§ **Description of the task**: Wherever a line below holds the word "LogFormat", copy that line.

Records from a data collection
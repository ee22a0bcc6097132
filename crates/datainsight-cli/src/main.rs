//! `datainsight`: ask questions about a tabular dataset in plain language.

mod logging;

use anyhow::{anyhow, Context, Result};
use clap::{Args, Parser, Subcommand};
use colored::Colorize;
use datainsight_engine::{AnalysisRequest, EngineConfig, InsightEngine};
use datainsight_interpret::llm::providers::{Backend, ModelConfig, UnifiedClient};
use datainsight_interpret::{
    operation_json_schema, InstructionExtractor, ModelService, RawInstruction, ScriptedModel,
};
use datainsight_storage::{ArtifactStore, FsArtifactStore, HttpArtifactStore, HttpStoreConfig};
use datainsight_table::{profile_table, Table, TableFormat, TableLoader, TableSource};
use logging::LogFormat;
use std::path::PathBuf;
use std::sync::Arc;

#[derive(Parser)]
#[command(name = "datainsight")]
#[command(about = "Natural-language analysis of CSV and JSON datasets")]
#[command(version)]
struct Cli {
    /// Log level (overridden by RUST_LOG)
    #[arg(long, global = true, default_value = "warn")]
    log_level: String,

    #[arg(long, global = true, value_enum, default_value = "compact")]
    log_format: LogFormat,

    #[command(subcommand)]
    command: Commands,
}

#[derive(Subcommand)]
enum Commands {
    /// Run an instruction against a dataset and print the response envelope
    Ask {
        #[command(flatten)]
        data: DataArgs,

        #[command(flatten)]
        model: ModelArgs,

        #[command(flatten)]
        store: StoreArgs,

        /// Conversation id used in the artifact key
        #[arg(long)]
        context_id: Option<String>,

        /// Task id used in the artifact key
        #[arg(long)]
        task_id: Option<String>,

        /// Print compact single-line JSON
        #[arg(long)]
        compact: bool,

        /// The instruction, e.g. "average sales by region"
        #[arg(required = true, trailing_var_arg = true)]
        instruction: Vec<String>,
    },

    /// Print the column profile of a dataset
    Profile {
        #[command(flatten)]
        data: DataArgs,

        /// Print JSON instead of a table
        #[arg(long)]
        json: bool,
    },

    /// Print the entities extracted from an instruction (no model call)
    Extract {
        #[command(flatten)]
        data: DataArgs,

        #[arg(required = true, trailing_var_arg = true)]
        instruction: Vec<String>,
    },

    /// Print the operation JSON schema sent to the model
    Schema,
}

#[derive(Args)]
struct DataArgs {
    /// Path or http(s) URL of the dataset. Omit to embed JSON data in the
    /// instruction (`ask` only).
    #[arg(long)]
    data: Option<String>,

    /// Force the dataset format instead of inferring it
    #[arg(long, value_parser = ["csv", "json"])]
    format: Option<String>,
}

#[derive(Args)]
struct ModelArgs {
    /// Model backend: ollama, openai or anthropic [default:
    /// DATAINSIGHT_MODEL_BACKEND, then ollama]
    #[arg(long)]
    backend: Option<String>,

    /// Model name [default: DATAINSIGHT_MODEL, then the backend default]
    #[arg(long)]
    model: Option<String>,

    /// Backend base URL
    #[arg(long)]
    base_url: Option<String>,

    /// Answer with this fixed model reply instead of calling a backend
    #[arg(long)]
    scripted_reply: Option<String>,
}

#[derive(Args)]
struct StoreArgs {
    /// Write rendered charts under this directory
    #[arg(long, conflicts_with = "upload_endpoint")]
    out_dir: Option<PathBuf>,

    /// Public URL prefix for charts written with --out-dir
    #[arg(long, requires = "out_dir")]
    public_base_url: Option<String>,

    /// Upload rendered charts with HTTP PUT to this endpoint
    #[arg(long, requires = "bucket")]
    upload_endpoint: Option<String>,

    #[arg(long, requires = "upload_endpoint")]
    bucket: Option<String>,
}

#[tokio::main]
async fn main() -> Result<()> {
    let cli = Cli::parse();
    logging::init_logging(&cli.log_level, cli.log_format)?;

    if let Err(e) = run(cli.command).await {
        eprintln!("{} {:#}", "error:".red().bold(), e);
        std::process::exit(1);
    }
    Ok(())
}

async fn run(command: Commands) -> Result<()> {
    match command {
        Commands::Ask {
            data,
            model,
            store,
            context_id,
            task_id,
            compact,
            instruction,
        } => {
            let config = EngineConfig::from_env().context("invalid engine configuration")?;
            let model = build_model(&model, &config)?;
            let mut engine = InsightEngine::new(model, config);
            if let Some(store) = build_store(&store)? {
                engine = engine.with_store(store);
            }

            let instruction = instruction.join(" ");
            let mut request = match source_for(&data).await? {
                Some(source) => AnalysisRequest::new(instruction, source),
                None => AnalysisRequest::inline(instruction),
            };
            request.context_id = context_id;
            request.task_id = task_id;

            let envelope = engine.handle(&request).await;
            let json = envelope.to_json();
            if compact {
                println!("{}", serde_json::to_string(&json)?);
            } else {
                println!("{}", serde_json::to_string_pretty(&json)?);
            }
        }

        Commands::Profile { data, json } => {
            let table = load_required(&data).await?;
            let columns = profile_table(&table);
            if json {
                println!("{}", serde_json::to_string_pretty(&columns)?);
                return Ok(());
            }

            println!(
                "{} {} rows, {} columns",
                "Dataset:".bold(),
                table.row_count(),
                table.column_count()
            );
            for meta in &columns {
                let nulls = if meta.null_count > 0 {
                    format!("{} null", meta.null_count).yellow().to_string()
                } else {
                    "no nulls".dimmed().to_string()
                };
                println!(
                    "  {:<24} {:<12} {:>6} distinct  {}  [{}]",
                    meta.name.cyan(),
                    meta.dtype.to_string(),
                    meta.cardinality,
                    nulls,
                    meta.sample_values.join(", ")
                );
            }
        }

        Commands::Extract { data, instruction } => {
            let table = load_required(&data).await?;
            let columns = profile_table(&table);
            let instruction = RawInstruction::new(instruction.join(" "));
            let entities = InstructionExtractor::new().extract(&instruction, &columns);
            println!("{}", serde_json::to_string_pretty(&entities)?);
        }

        Commands::Schema => {
            println!("{}", serde_json::to_string_pretty(&operation_json_schema())?);
        }
    }

    Ok(())
}

fn build_model(args: &ModelArgs, engine: &EngineConfig) -> Result<Arc<dyn ModelService>> {
    if let Some(reply) = &args.scripted_reply {
        return Ok(Arc::new(ScriptedModel::always(reply.clone())));
    }

    let mut config = model_config(args, |name| std::env::var(name).ok())?;
    config = config.with_timeout(engine.model_timeout);
    config.validate().context("invalid model configuration")?;

    tracing::info!(backend = config.backend.as_str(), model = %config.model, "model configured");
    Ok(Arc::new(UnifiedClient::from_config(config)?))
}

/// Environment first, then the `--backend`/`--model`/`--base-url` flags on
/// top. The chosen backend's base URL and API key variables always apply.
fn model_config(args: &ModelArgs, var: impl Fn(&str) -> Option<String>) -> Result<ModelConfig> {
    let backend = match &args.backend {
        Some(raw) => Some(
            Backend::parse(raw)
                .ok_or_else(|| anyhow!("unknown backend '{}' (expected ollama, openai or anthropic)", raw))?,
        ),
        None => None,
    };
    let mut config = ModelConfig::from_lookup(backend, var).context("invalid model configuration")?;
    if let Some(model) = &args.model {
        config = config.with_model(model.clone());
    }
    if let Some(base_url) = &args.base_url {
        config = config.with_base_url(base_url.clone());
    }
    Ok(config)
}

fn build_store(args: &StoreArgs) -> Result<Option<Arc<dyn ArtifactStore>>> {
    if let Some(dir) = &args.out_dir {
        let mut store = FsArtifactStore::new(dir);
        if let Some(base) = &args.public_base_url {
            store = store.with_public_base_url(base)?;
        }
        return Ok(Some(Arc::new(store)));
    }

    match (&args.upload_endpoint, &args.bucket) {
        (Some(endpoint), Some(bucket)) => {
            let config = HttpStoreConfig::new(endpoint.clone(), bucket.clone()).with_token_from_env();
            Ok(Some(Arc::new(HttpArtifactStore::new(config)?)))
        }
        _ => Ok(None),
    }
}

/// Resolve `--data`/`--format` into a source. A forced format on a local
/// file reads the bytes here so the loader skips extension inference.
async fn source_for(args: &DataArgs) -> Result<Option<TableSource>> {
    let Some(reference) = &args.data else {
        return Ok(None);
    };
    let source = TableSource::parse_reference(reference);
    let format = match &args.format {
        Some(raw) => Some(TableFormat::parse(raw).ok_or_else(|| anyhow!("unknown format '{}'", raw))?),
        None => None,
    };

    match (source, format) {
        (TableSource::Path(path), Some(format)) => {
            let bytes = tokio::fs::read(&path)
                .await
                .with_context(|| format!("failed to read {}", path.display()))?;
            Ok(Some(TableSource::Inline {
                bytes,
                format: Some(format),
            }))
        }
        (source, _) => Ok(Some(source)),
    }
}

async fn load_required(args: &DataArgs) -> Result<Table> {
    let source = source_for(args)
        .await?
        .ok_or_else(|| anyhow!("--data is required for this command"))?;
    let config = EngineConfig::from_env().context("invalid engine configuration")?;
    let table = TableLoader::new(config.max_table_bytes)
        .load(&source)
        .await
        .with_context(|| format!("failed to load {}", source.describe()))?;
    Ok(table)
}

#[cfg(test)]
mod tests {
    use super::*;
    use clap::CommandFactory;

    #[test]
    fn test_cli_definition_is_consistent() {
        Cli::command().debug_assert();
    }

    #[test]
    fn test_ask_collects_instruction_words() {
        let cli = Cli::try_parse_from([
            "datainsight",
            "ask",
            "--data",
            "sales.csv",
            "--scripted-reply",
            "{}",
            "average",
            "sales",
            "by",
            "region",
        ])
        .unwrap();
        match cli.command {
            Commands::Ask { instruction, data, .. } => {
                assert_eq!(instruction.join(" "), "average sales by region");
                assert_eq!(data.data.as_deref(), Some("sales.csv"));
            }
            _ => panic!("expected ask"),
        }
    }

    #[test]
    fn test_store_flags_conflict() {
        let parsed = Cli::try_parse_from([
            "datainsight",
            "ask",
            "--out-dir",
            "/tmp/charts",
            "--upload-endpoint",
            "https://store.example.com",
            "--bucket",
            "charts",
            "hello",
        ]);
        assert!(parsed.is_err());

        let parsed = Cli::try_parse_from(["datainsight", "ask", "--bucket", "charts", "hello"]);
        assert!(parsed.is_err());
    }

    #[test]
    fn test_scripted_model_needs_no_backend() {
        let args = ModelArgs {
            backend: None,
            model: None,
            base_url: None,
            scripted_reply: Some(r#"{"operation": "summary_stats"}"#.to_string()),
        };
        assert!(build_model(&args, &EngineConfig::default()).is_ok());
    }

    #[test]
    fn test_unknown_backend_is_rejected() {
        let args = ModelArgs {
            backend: Some("mystery".to_string()),
            model: None,
            base_url: None,
            scripted_reply: None,
        };
        let err = build_model(&args, &EngineConfig::default()).err().unwrap();
        assert!(err.to_string().contains("unknown backend 'mystery'"));
    }

    fn backend_args(backend: Option<&str>, model: Option<&str>) -> ModelArgs {
        ModelArgs {
            backend: backend.map(str::to_string),
            model: model.map(str::to_string),
            base_url: None,
            scripted_reply: None,
        }
    }

    #[test]
    fn test_backend_flag_keeps_environment_urls_and_keys() {
        let vars = |name: &str| match name {
            "DATAINSIGHT_MODEL_BACKEND" => Some("anthropic".to_string()),
            "DATAINSIGHT_MODEL" => Some("gpt-4o".to_string()),
            "OPENAI_BASE_URL" => Some("http://proxy.local/v1".to_string()),
            "OPENAI_API_KEY" => Some("sk-test".to_string()),
            _ => None,
        };
        let config = model_config(&backend_args(Some("openai"), None), vars).unwrap();
        assert_eq!(config.backend, Backend::OpenAI);
        assert_eq!(config.model, "gpt-4o");
        assert_eq!(config.base_url, "http://proxy.local/v1");
        assert_eq!(config.api_key.as_deref(), Some("sk-test"));

        let config = model_config(&backend_args(Some("openai"), Some("gpt-4o-mini")), vars).unwrap();
        assert_eq!(config.model, "gpt-4o-mini");
    }

    #[test]
    fn test_missing_api_key_is_reported() {
        let err = model_config(&backend_args(Some("openai"), None), |_| None)
            .err()
            .unwrap();
        assert!(format!("{err:#}").contains("OPENAI_API_KEY"));

        let vars = |name: &str| (name == "DATAINSIGHT_MODEL_BACKEND").then(|| "anthropic".to_string());
        let err = model_config(&backend_args(None, None), vars).err().unwrap();
        assert!(format!("{err:#}").contains("ANTHROPIC_API_KEY"));
    }

    #[test]
    fn test_ollama_host_from_environment() {
        let vars = |name: &str| (name == "OLLAMA_HOST").then(|| "http://gpu-box:11434".to_string());
        let config = model_config(&backend_args(None, None), vars).unwrap();
        assert_eq!(config.backend, Backend::Ollama);
        assert_eq!(config.base_url, "http://gpu-box:11434");
    }

    #[tokio::test]
    async fn test_forced_format_reads_file_inline() {
        let dir = tempfile::tempdir().unwrap();
        let path = dir.path().join("data.txt");
        std::fs::write(&path, "a,b\n1,2\n").unwrap();
        let args = DataArgs {
            data: Some(path.display().to_string()),
            format: Some("csv".to_string()),
        };
        match source_for(&args).await.unwrap() {
            Some(TableSource::Inline { format, bytes }) => {
                assert_eq!(format, Some(TableFormat::Csv));
                assert_eq!(bytes, b"a,b\n1,2\n");
            }
            other => panic!("unexpected source {other:?}"),
        }
    }
}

§ **Solution for this task**:
use logging::LogFormat;
    log_format: LogFormat,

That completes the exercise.